Recruits give their take on the true blue

Tamra CarrGeraldton Guardian

Americans recruited to play for the Geraldton Buccaneers have revealed what they find most striking about Australian culture.

The imports visited Allendale Primary School to celebrate Harmony Day with students and teach them basketball skills.

Buccaneers point guard Marcus Alipate, 25, is from Minnesota and his father is Tongan.

He said he loved Australian mockumentary seriesSummer Heights High, which features a Tongan character named Jonah Takalua.

“I love Jonah. He’s such an interesting character,” Alipate said.

“It’s different out here, obviously. You guys drive on the wrong side of the road and the toilet flushes the opposite way.

“You have different food like Vegemite, and in America we say cooler but you call it an esky over here.”

Buccaneers forward Colter Lasher, 24, is from Alaska.

He said Australians had left him a little confused.

“There’s a lot of slang that I don’t understand,” he said.

“The other day someone said, ‘what’s for tea?’ I had no idea what that meant until someone explained it to me, and I was like, ‘oh, dinner’.”

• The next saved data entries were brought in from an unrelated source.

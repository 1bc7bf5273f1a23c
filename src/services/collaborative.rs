use chrono::{DateTime, Utc};
use std::{
    cmp::Ordering,
    collections::{BTreeSet, HashMap, HashSet},
    sync::Arc,
};

use crate::{
    config::EngineSettings,
    db::InteractionStore,
    models::{CollaborativeSignal, InteractionRecord, UserId},
};

/// Normalized collaborative score of one candidate
#[derive(Debug, Clone, Copy, PartialEq)]
pub struct CollaborativeScore {
    pub score: f64,
    pub supporting_user_count: i64,
}

/// Scores candidates by how strongly similar users engaged with them
///
/// Similar users are those sharing at least one positive (LIKE/WATCH) interaction with the
/// target user inside the lookback window.
#[derive(Clone)]
pub struct CollaborativeScorer {
    interactions: Arc<dyn InteractionStore>,
    window_days: u32,
    fanout_cap: usize,
    candidate_cap: usize,
}

impl CollaborativeScorer {
    pub fn new(interactions: Arc<dyn InteractionStore>, settings: &EngineSettings) -> Self {
        Self {
            interactions,
            window_days: settings.lookback_days,
            fanout_cap: settings.neighbor_fanout,
            candidate_cap: settings.collaborative_candidate_cap,
        }
    }

    /// Collaborative scores keyed by media id
    ///
    /// A failed or timed out fetch yields an empty map: the request loses this signal but
    /// still completes.
    pub async fn score(&self, user_id: UserId) -> HashMap<String, CollaborativeScore> {
        let signals = match self
            .interactions
            .fetch_similar_user_candidates(
                user_id,
                self.window_days,
                self.fanout_cap,
                self.candidate_cap,
            )
            .await
        {
            Ok(signals) => signals,
            Err(e) => {
                tracing::warn!(
                    user_id = %user_id,
                    error = %e,
                    "Collaborative candidates unavailable, continuing without them"
                );
                return HashMap::new();
            }
        };

        let capped = rank_and_cap(signals, self.candidate_cap);
        let scores = normalize(&capped);

        tracing::info!(
            user_id = %user_id,
            candidates = scores.len(),
            "Collaborative scoring completed"
        );

        scores
    }
}

fn compare_signals(a: &CollaborativeSignal, b: &CollaborativeSignal) -> Ordering {
    b.supporting_user_count
        .cmp(&a.supporting_user_count)
        .then_with(|| b.raw_value.total_cmp(&a.raw_value))
        .then_with(|| a.media_id.cmp(&b.media_id))
}

/// Orders by supporting users, then summed value (both descending), then media id, and
/// keeps the first `cap`
///
/// Truncation happens on this order, before normalization, so the cap prunes by support
/// rather than by final score.
pub fn rank_and_cap(mut signals: Vec<CollaborativeSignal>, cap: usize) -> Vec<CollaborativeSignal> {
    signals.sort_by(compare_signals);
    signals.truncate(cap);
    signals
}

/// Divides each raw score by the largest raw score in the set
///
/// All scores are 0 when the largest raw score is not positive.
pub fn normalize(signals: &[CollaborativeSignal]) -> HashMap<String, CollaborativeScore> {
    let max_raw = signals
        .iter()
        .map(CollaborativeSignal::raw_score)
        .fold(0.0_f64, f64::max);

    signals
        .iter()
        .map(|signal| {
            let score = if max_raw > 0.0 {
                (signal.raw_score() / max_raw).clamp(0.0, 1.0)
            } else {
                0.0
            };
            (
                signal.media_id.clone(),
                CollaborativeScore {
                    score,
                    supporting_user_count: signal.supporting_user_count,
                },
            )
        })
        .collect()
}

/// In-process three-pass aggregation over raw interaction records
///
/// 1. seed set: media the user positively interacted with since `since`
/// 2. neighbors: other users with a positive interaction on a seed item, lowest ids first,
///    at most `fanout_cap`
/// 3. every other media the neighbors positively interacted with, excluding seeds, grouped
///    into distinct supporting users and summed value, ranked and capped
pub fn aggregate_neighbors(
    records: &[InteractionRecord],
    user_id: UserId,
    since: DateTime<Utc>,
    fanout_cap: usize,
    candidate_cap: usize,
) -> Vec<CollaborativeSignal> {
    let positive: Vec<&InteractionRecord> = records
        .iter()
        .filter(|r| r.timestamp >= since && r.interaction_type.is_positive())
        .collect();

    let seeds: HashSet<&str> = positive
        .iter()
        .filter(|r| r.user_id == user_id)
        .map(|r| r.media_id.as_str())
        .collect();

    if seeds.is_empty() {
        return Vec::new();
    }

    let neighbors: HashSet<UserId> = positive
        .iter()
        .filter(|r| r.user_id != user_id && seeds.contains(r.media_id.as_str()))
        .map(|r| r.user_id)
        .collect::<BTreeSet<UserId>>()
        .into_iter()
        .take(fanout_cap)
        .collect();

    let mut grouped: HashMap<&str, (HashSet<UserId>, f64)> = HashMap::new();
    for record in positive
        .iter()
        .filter(|r| neighbors.contains(&r.user_id) && !seeds.contains(r.media_id.as_str()))
    {
        let (users, total) = grouped.entry(record.media_id.as_str()).or_default();
        users.insert(record.user_id);
        *total += record.value;
    }

    let signals = grouped
        .into_iter()
        .map(|(media_id, (users, total))| CollaborativeSignal {
            media_id: media_id.to_string(),
            supporting_user_count: users.len() as i64,
            raw_value: total,
        })
        .collect();

    rank_and_cap(signals, candidate_cap)
}
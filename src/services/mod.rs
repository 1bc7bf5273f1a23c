pub mod candidates;
pub mod collaborative;
pub mod content;
pub mod fallback;
pub mod hybrid;
pub mod ranking;
pub mod recommendations;

pub use hybrid::{BlendWeights, CombinedScore, HybridCombiner};
pub use ranking::Page;
pub use recommendations::RecommendationEngine;
pub mod request_id;

pub use request_id::{
    make_span_with_request_id, request_id_middleware, RequestId, REQUEST_ID_HEADER,
};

Shooting guard Gokul Natesan, 23, from California has a Tamil heritage.

He said Australians were very welcoming, but he could do without the flies.

“There’s less kangaroos than I predicted but the food is about the same,” he said.

‘I’ve been to Hungry Jacks.

“It’s a bit like our Burger King.

“I was very surprised by a thing called Vegemite.

“I had a tablespoon of it and I almost barfed. “One more thing.

“The flies here are so annoying, I almost had one go down my mouth.” Harmony Week is a State Government initiative designed to promote multiculturalism.